In May I blogged about
Blue Cross of California's change of direction as to when it will rescind individual policyholder's coverage. Until recently, Blue Cross claimed the right to rescind an individual's health insurance policy if it later determined the insured had made any misstatements in the application, regardless of whether the misstatement was made innocently or with the intent to deceive the insurer. Under pressure from various California state regulators and plaintiffs in civil suits, Blue Cross' new position is that it will investigate the state of mind of the applicant before rescinding coverage on the basis of false statements.
The latest article
by the indefatigable Lisa Girion in the L.A. Times yesterday reports on the results of a California Department of Insurance investigation of Blue Cross of California. A couple of highlights: of the 83 cases surveyed by the CDI, more than half, 49 of them, were improperly handled by Blue Cross. CDI issued 67 violations of the California fair claims handling laws. Finally, the CDI is also investigating Health Net, Blue Shield CIGNA and Aetna for whether those companies are likewise violating California state law in how they handle rescissions.

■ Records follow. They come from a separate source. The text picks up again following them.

//! Scenario tests for the classifiers
//!
//! Each test builds realistic Signal Sets against a team catalog and checks
//! one classifier decision end to end.

use triage_catalog::RuleCatalog;
use triage_classifier::{AreaMatcher, CriticalityClassifier, DuplicateScorer, SlaEvaluator};
use triage_domain::signal::SECONDS_PER_DAY;
use triage_domain::{ConfidenceTier, CriticalityTier, Environment, SignalSet, SlaStatus};

const NOW: i64 = 1_726_000_000;

const TEAM_CATALOG: &str = r#"
[[areas]]
name = "debugger"
keywords = ["debugger", "breakpoint", "debug session"]
path_globs = ["**/debugger/**"]
owners = ["alice", "bob"]

[[areas]]
name = "editor"
keywords = ["completion", "highlighting", "caret"]
owners = ["carol"]
"#;

fn catalog() -> RuleCatalog {
    let catalog = RuleCatalog::load(Some(TEAM_CATALOG));
    assert!(catalog.warnings.is_empty());
    catalog
}

fn env() -> Environment {
    Environment::new(Some("Windows 11"), Some("JBR 21"), Some("2024.2.1"))
}

#[test]
fn test_sla_violation_after_ten_days() {
    let catalog = catalog();
    let issue = SignalSet::new(31, "Breakpoint skipped", "", NOW - 10 * SECONDS_PER_DAY);
    let outcome = SlaEvaluator::new(&catalog).evaluate(&issue, NOW).unwrap();
    assert_eq!(outcome.status, SlaStatus::Violation);
    assert_eq!(outcome.days_open, 10);
    assert!(outcome.rationale.contains("3 day(s) past 7-day tolerance"));
}

#[test]
fn test_sla_boundary_day_seven_to_eight() {
    let catalog = catalog();
    let evaluator = SlaEvaluator::new(&catalog);
    let issue = SignalSet::new(31, "Breakpoint skipped", "", NOW);

    let day7 = evaluator.evaluate(&issue, NOW + 7 * SECONDS_PER_DAY).unwrap();
    let day8 = evaluator.evaluate(&issue, NOW + 8 * SECONDS_PER_DAY).unwrap();
    assert_eq!(day7.status, SlaStatus::Warning);
    assert_eq!(day8.status, SlaStatus::Violation);
}

#[test]
fn test_duplicate_medium_signature_area_environment() {
    let catalog = catalog();
    let target = SignalSet::new(120, "Debugger stops responding", "", NOW)
        .with_error_signature("NullPointerException at X.Y()")
        .with_environment(env());
    let candidate = SignalSet::new(87, "Breakpoint dialog freezes", "", NOW)
        .with_error_signature("NullPointerException at X.Y()")
        .with_environment(env());

    let outcome = DuplicateScorer::new(&catalog).score(&target, &[candidate]);
    assert_eq!(outcome.duplicates.len(), 1);
    let m = &outcome.duplicates[0];
    assert_eq!(m.confidence_tier, ConfidenceTier::Medium);
    assert!((70..=89).contains(&m.confidence_score));
    assert_eq!(m.primary_match_reason, "identical error signature 'nullpointerexception at x.y()'");
}

#[test]
fn test_duplicate_high_with_cross_reference() {
    let catalog = catalog();
    let target = SignalSet::new(120, "Debugger stops responding", "Probably the same as #87", NOW)
        .with_error_signature("NullPointerException at X.Y()")
        .with_environment(env())
        .with_trigger("after resume from sleep")
        .with_cross_reference(87);
    let candidate = SignalSet::new(87, "Breakpoint dialog freezes", "", NOW)
        .with_error_signature("NullPointerException at X.Y()")
        .with_environment(env())
        .with_trigger("after resume from sleep");

    let outcome = DuplicateScorer::new(&catalog).score(&target, &[candidate]);
    let m = &outcome.duplicates[0];
    assert_eq!(m.confidence_tier, ConfidenceTier::High);
    assert!((90..=100).contains(&m.confidence_score));
    assert_eq!(
        m.supporting_reasons,
        vec!["same area", "same environment", "same trigger condition", "explicit cross-reference"]
    );
}

#[test]
fn test_connection_refused_with_two_supporting_is_low() {
    let catalog = catalog();
    let target = SignalSet::new(120, "Debugger cannot attach", "", NOW)
        .with_error_signature("java.net.ConnectException: Connection refused")
        .with_environment(env());
    let candidate = SignalSet::new(87, "Remote debug session fails", "", NOW)
        .with_error_signature("java.net.ConnectException: Connection refused")
        .with_environment(env());

    let outcome = DuplicateScorer::new(&catalog).score(&target, &[candidate]);
    assert!(outcome.duplicates.is_empty());
    assert_eq!(outcome.possibly_related.len(), 1);
    assert_eq!(outcome.possibly_related[0].confidence_tier, ConfidenceTier::Low);
    assert!((50..=69).contains(&outcome.possibly_related[0].confidence_score));
}

#[test]
fn test_area_tie_goes_to_first_area() {
    let catalog = catalog();
    let issue = SignalSet::new(5, "Breakpoint marker hides completion popup", "", NOW);
    let area = AreaMatcher::new(&catalog).best(&issue).unwrap();
    assert_eq!(area.name, "debugger");
    assert_eq!(area.owners, vec!["alice", "bob"]);
}

#[test]
fn test_blocking_reported_over_regression() {
    let catalog = catalog();
    let issue = SignalSet::new(5, "Debugger crash when stepping", "Worked in 2024.1", NOW)
        .with_environment(env());
    let outcome = CriticalityClassifier::new(&catalog).classify(&issue, &[]);
    assert_eq!(outcome.tier, CriticalityTier::Blocking);
    assert!(outcome.matched.contains(&CriticalityTier::Regression));
}
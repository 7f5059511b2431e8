//! Signal Set validation errors

use thiserror::Error;

/// Errors raised when a Signal Set cannot be evaluated
#[derive(Error, Debug, Clone, PartialEq, Eq)]
pub enum SignalError {
    /// A required field is missing or malformed
    #[error("Invalid signal set {issue}: {reason}")]
    InvalidSignalSet {
        /// Issue the signal set describes
        issue: String,
        /// What is wrong with it
        reason: String,
    },
}

impl SignalError {
    /// Build an `InvalidSignalSet` error for the given issue
    pub fn invalid(issue: impl ToString, reason: impl Into<String>) -> Self {
        SignalError::InvalidSignalSet {
            issue: issue.to_string(),
            reason: reason.into(),
        }
    }
}
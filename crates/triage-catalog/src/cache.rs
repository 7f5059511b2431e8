//! Shared catalog cache
//!
//! Evaluations in one batch usually carry the same catalog text. The cache
//! keeps the most recently loaded catalog together with its source text so
//! the TOML is parsed and validated once per distinct text.

use crate::RuleCatalog;
use std::sync::atomic::{AtomicU64, Ordering};
use std::sync::{Arc, RwLock};

/// Trimmed source text (`None` for the built-in default) and its catalog
type Entry = (Option<String>, Arc<RuleCatalog>);

/// Single-entry cache of the last loaded [`RuleCatalog`]
#[derive(Debug, Default)]
pub struct CatalogCache {
    entry: RwLock<Option<Entry>>,
    loads: AtomicU64,
}

impl CatalogCache {
    /// Create an empty cache
    pub fn new() -> Self {
        Self::default()
    }

    /// Return the catalog for `source`, loading it on a miss
    pub fn get_or_load(&self, source: Option<&str>) -> Arc<RuleCatalog> {
        let key = source_key(source);

        {
            let guard = self.entry.read().unwrap_or_else(|e| e.into_inner());
            if let Some((cached_key, catalog)) = guard.as_ref() {
                if cached_key.as_deref() == key {
                    return Arc::clone(catalog);
                }
            }
        }

        let catalog = Arc::new(RuleCatalog::load(source));
        self.loads.fetch_add(1, Ordering::Relaxed);
        tracing::debug!(
            "Loaded rule catalog ({} areas, {} warnings)",
            catalog.areas.len(),
            catalog.warnings.len()
        );

        let mut guard = self.entry.write().unwrap_or_else(|e| e.into_inner());
        *guard = Some((key.map(str::to_string), Arc::clone(&catalog)));
        catalog
    }

    /// Drop the cached catalog
    pub fn invalidate(&self) {
        let mut guard = self.entry.write().unwrap_or_else(|e| e.into_inner());
        *guard = None;
    }

    /// Number of times a catalog was actually loaded
    pub fn load_count(&self) -> u64 {
        self.loads.load(Ordering::Relaxed)
    }
}

/// Blank and absent sources both mean the built-in default
fn source_key(source: Option<&str>) -> Option<&str> {
    source.map(str::trim).filter(|s| !s.is_empty())
}
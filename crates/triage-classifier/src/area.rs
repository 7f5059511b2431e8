//! Area Matcher

use glob::MatchOptions;
use regex::Regex;
use std::cmp::Ordering;
use std::sync::LazyLock;
use triage_catalog::{Area, RuleCatalog};
use triage_domain::{AreaMatch, SignalSet};

/// Path-like tokens: anything with a directory separator, or a bare file name
static BODY_PATH: LazyLock<Regex> = LazyLock::new(|| {
    Regex::new(r"(?:[\w.-]+)?(?:/[\w.-]+)+|\b[\w-]+\.[A-Za-z][A-Za-z0-9]{0,5}\b").unwrap()
});

const GLOB_OPTIONS: MatchOptions = MatchOptions {
    case_sensitive: false,
    require_literal_separator: true,
    require_literal_leading_dot: false,
};

/// File paths mentioned in an issue body, leading `./` and `/` removed
pub fn mentioned_paths(body: &str) -> Vec<String> {
    let mut paths: Vec<String> = Vec::new();
    for found in BODY_PATH.find_iter(body) {
        let path = found
            .as_str()
            .trim_start_matches("./")
            .trim_start_matches('/')
            .trim_end_matches('.');
        if !path.is_empty() && !paths.iter().any(|p| p == path) {
            paths.push(path.to_string());
        }
    }
    paths
}

/// One area's score against an issue
#[derive(Debug, Clone, Copy, PartialEq, Eq)]
pub struct AreaScore {
    /// Position in the catalog (lower wins ties)
    pub index: usize,

    /// Distinct keyword hits
    pub keyword_hits: usize,

    /// Globs matching at least one mentioned path
    pub path_hits: usize,
}

impl AreaScore {
    /// Keyword plus path hits
    pub fn total(&self) -> usize {
        self.keyword_hits + self.path_hits
    }

    /// Reporting order: higher total first, then earlier catalog position
    pub fn rank(&self, other: &AreaScore) -> Ordering {
        self.total()
            .cmp(&other.total())
            .then_with(|| other.index.cmp(&self.index))
    }
}

/// Maps an issue to the best-matching catalog area
#[derive(Debug, Clone, Copy)]
pub struct AreaMatcher<'a> {
    catalog: &'a RuleCatalog,
}

impl<'a> AreaMatcher<'a> {
    /// Create a matcher over a catalog's areas
    pub fn new(catalog: &'a RuleCatalog) -> Self {
        Self { catalog }
    }

    /// Score every area in catalog order
    pub fn scores(&self, signals: &SignalSet) -> Vec<AreaScore> {
        let text = signals.searchable_text();
        let paths = mentioned_paths(&signals.body);

        self.catalog
            .areas
            .iter()
            .enumerate()
            .map(|(index, area)| score_area(index, area, &text, &paths))
            .collect()
    }

    /// The winning area, `None` when nothing scores
    pub fn best(&self, signals: &SignalSet) -> Option<AreaMatch> {
        let best = self
            .scores(signals)
            .into_iter()
            .filter(|s| s.total() > 0)
            .max_by(|a, b| a.rank(b))?;

        let area = &self.catalog.areas[best.index];
        tracing::debug!(
            "Issue {} matched area '{}' ({} keyword, {} path hits)",
            signals.id,
            area.name,
            best.keyword_hits,
            best.path_hits
        );

        Some(AreaMatch {
            name: area.name.clone(),
            owners: area.owners.clone(),
            score: best.total(),
        })
    }
}

fn score_area(index: usize, area: &Area, text: &str, paths: &[String]) -> AreaScore {
    let keyword_hits = area.keywords.iter().filter(|k| text.contains(k.as_str())).count();
    let path_hits = area
        .path_globs
        .iter()
        .filter(|glob| paths.iter().any(|p| glob.matches_with(p, GLOB_OPTIONS)))
        .count();

    AreaScore {
        index,
        keyword_hits,
        path_hits,
    }
}

#[cfg(test)]
mod tests {
    use super::*;

    fn catalog(text: &str) -> RuleCatalog {
        RuleCatalog::load(Some(text))
    }

    #[test]
    fn test_mentioned_paths() {
        let paths = mentioned_paths("See ./src/debugger/Session.kt and build.gradle, also /docs/setup.md.");
        assert_eq!(paths, vec!["src/debugger/Session.kt", "build.gradle", "docs/setup.md"]);
    }

    #[test]
    fn test_keyword_hits_are_distinct() {
        let catalog = catalog(
            r#"
            [[areas]]
            name = "debugger"
            keywords = ["breakpoint", "debugger"]
            "#,
        );
        let signals = SignalSet::new(1, "Breakpoint ignored", "breakpoint breakpoint breakpoint", 0);
        let scores = AreaMatcher::new(&catalog).scores(&signals);
        assert_eq!(scores[0].keyword_hits, 1);
    }

    #[test]
    fn test_labels_count_as_text() {
        let catalog = catalog(
            r#"
            [[areas]]
            name = "vcs"
            keywords = ["git"]
            "#,
        );
        let signals = SignalSet::new(1, "Something broke", "", 0).with_labels(["Git"]);
        assert_eq!(AreaMatcher::new(&catalog).best(&signals).unwrap().name, "vcs");
    }

    #[test]
    fn test_path_globs() {
        let catalog = catalog(
            r#"
            [[areas]]
            name = "terminal"
            keywords = ["shell"]

            [[areas]]
            name = "debugger"
            keywords = ["zzz-unused"]
            path_globs = ["**/debugger/**", "**/*.KT"]
            owners = ["dana"]
            "#,
        );
        let signals = SignalSet::new(1, "Exception", "Thrown from src/debugger/Session.kt", 0);
        let best = AreaMatcher::new(&catalog).best(&signals).unwrap();
        assert_eq!(best.name, "debugger");
        assert_eq!(best.score, 2);
        assert_eq!(best.owners, vec!["dana"]);
    }

    #[test]
    fn test_tie_goes_to_first_listed() {
        let catalog = catalog(
            r#"
            [[areas]]
            name = "editor"
            keywords = ["freeze"]

            [[areas]]
            name = "performance"
            keywords = ["freeze"]
            "#,
        );
        let signals = SignalSet::new(1, "IDE freeze", "", 0);
        assert_eq!(AreaMatcher::new(&catalog).best(&signals).unwrap().name, "editor");
    }

    #[test]
    fn test_higher_score_beats_order() {
        let catalog = catalog(
            r#"
            [[areas]]
            name = "editor"
            keywords = ["freeze"]

            [[areas]]
            name = "performance"
            keywords = ["freeze", "slow"]
            "#,
        );
        let signals = SignalSet::new(1, "IDE freeze", "very slow", 0);
        assert_eq!(AreaMatcher::new(&catalog).best(&signals).unwrap().name, "performance");
    }

    #[test]
    fn test_built_in_keywords_ignore_word_fragments() {
        let catalog = RuleCatalog::built_in();
        let matcher = AreaMatcher::new(&catalog);
        let fragments = SignalSet::new(1, "Build guide is wrong", "fluid flag changes", 0);
        assert!(matcher.best(&fragments).is_none());

        let toolbar = SignalSet::new(2, "Toolbar missing", "", 0);
        assert_eq!(matcher.best(&toolbar).unwrap().name, "ui");
    }

    #[test]
    fn test_no_match() {
        let catalog = catalog(
            r#"
            [[areas]]
            name = "editor"
            keywords = ["completion"]
            "#,
        );
        let signals = SignalSet::new(1, "Unrelated", "nothing here", 0);
        assert!(AreaMatcher::new(&catalog).best(&signals).is_none());
    }
}
//! MCP tool implementations

mod catalog;
mod evaluate;

pub use catalog::{handle_check_catalog, AreaInfo, CheckCatalogParams, CheckCatalogResult};
pub use evaluate::handle_evaluate;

When large medical claims come into a health insurer shortly after coverage for an individual policy goes into effect, insurers very commonly go back and comb through the insured's application and health history looking for discrepancies that may form the basis for rescission. If the applicant has knowingly failed to disclose information that, had it been disclosed on the application, would have caused the insurer to not provide coverage in the first place, I have no problem with rescission. But the experience of California insureds dealing with Blue Cross of California accords with my own experience in dealing with insurers in other parts of the country. If rescinding coverage allows insurers to get out of paying large claims, often times any discrepancy between information on the application for coverage and the applicant's health history, no matter how insignificant or irrelevant, is sufficient in the insurer's mind to justify cancelling coverage.